Skating one evening at the Meewasin rink, I thought of Mattie Mayes. In 1910, Mattie, her husband, Joe, their children and grandchildren, together with a dozen other families from Oklahoma took up homesteads north of Maidstone. In many ways, they were like every other pioneer in those early days of Saskatchewan. In one way, they were quite different: Mattie and Joe were former slaves.

In 1908, Oklahoma became a state and passed new laws to discriminate against its citizens of African American descent, segregating the schools and taking away their vote. Devoutly Christian, the Mayes and their neighbours saw Canada as God's Promised Land.

It would be nice to think they didn't face discrimination in Saskatchewan, but that isn't true. Editorials said they were unsuitable as farmers. Some white neighbours refused to send their children to the same school. The Canadian government took swift measures to stop more Black Americans from coming north.

But they also experienced extreme kindness, often bonding with their neighbours of all ethnicities through the sharing of fellowship and food.

In the Maidstone community cookbook, Preserving Our Past for the Future, Claire Paton recalls as school children gathering to ice skate on a pond on the Mayes farm: "Without fail, Granny Mayes would appear in her crisp white apron to call us for hot chocolate and cookies before we departed home."

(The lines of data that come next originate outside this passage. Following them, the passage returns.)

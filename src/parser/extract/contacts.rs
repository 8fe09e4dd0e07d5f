use std::collections::BTreeSet;

use regex::Regex;

/// Email, phone, postal address and region patterns.
pub struct ContactPatterns {
    email: Regex,
    phone: Regex,
    address: Regex,
    region: Regex,
}

impl ContactPatterns {
    pub fn compile() -> Result<Self, regex::Error> {
        Ok(ContactPatterns {
            email: Regex::new(r"[a-zA-Z0-9_.+-]+@[a-zA-Z0-9-]+\.[a-zA-Z0-9.-]+")?,
            phone: Regex::new(concat!(
                r"\+7\s?\(?\d{3}\)?[\s-]?\d{3}[\s-]?\d{2}[\s-]?\d{2}",
                r"|\b8\s?\(?\d{3}\)?[\s-]?\d{3}[\s-]?\d{2}[\s-]?\d{2}",
            ))?,
            address: Regex::new(
                r"(?:Адрес|Юридический адрес|Фактический адрес)[^\n:]{0,10}[:–-]\s?[^\n]{10,200}",
            )?,
            region: Regex::new(concat!(
                r"\bг\.\s?[А-ЯЁ][а-яё-]+",
                r"|\bСанкт[- ]?Петербург",
                r"|\b[А-ЯЁ][а-яё]+ская область",
            ))?,
        })
    }

    /// Every email address, deduplicated, sorted, `"; "`-joined.
    pub fn emails(&self, text: &str) -> String {
        join_sorted(self.email.find_iter(text).map(|m| m.as_str()))
    }

    /// Every phone number (`+7 …` or `8 …`), deduplicated, sorted, `"; "`-joined.
    pub fn phones(&self, text: &str) -> String {
        join_sorted(self.phone.find_iter(text).map(|m| m.as_str()))
    }

    /// First labelled address, label included.
    pub fn address(&self, text: &str) -> String {
        first_trimmed(&self.address, text)
    }

    pub fn region(&self, text: &str) -> String {
        first_trimmed(&self.region, text)
    }
}

fn first_trimmed(re: &Regex, text: &str) -> String {
    re.find(text)
        .map(|m| m.as_str().trim().to_string())
        .unwrap_or_default()
}

fn join_sorted<'a>(values: impl Iterator<Item = &'a str>) -> String {
    values.collect::<BTreeSet<_>>().into_iter().collect::<Vec<_>>().join("; ")
}

// ── Tests ──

This recipe for gingersnaps is in the same cookbook, and I can imagine 90-year-old Granny Mayes serving them with love and tenderness to all the children in her Promised Land.

3/4 cup shortening
1 cup sugar
1 egg
1/4 cup molasses
2 cup flour
Pinch salt
2 tsp baking soda
1 tsp cinnamon
1 tsp ginger

Note: shortening can be lard, butter or stick margarine, at room temperature. Cream shortening. Add sugar and beat until fluffy. Beat in egg and molasses. Sift and add dry ingredients. Form into little balls. Roll in sugar. Placed well apart on an ungreased cookie sheet. Bake at 350F for 12-15 minutes.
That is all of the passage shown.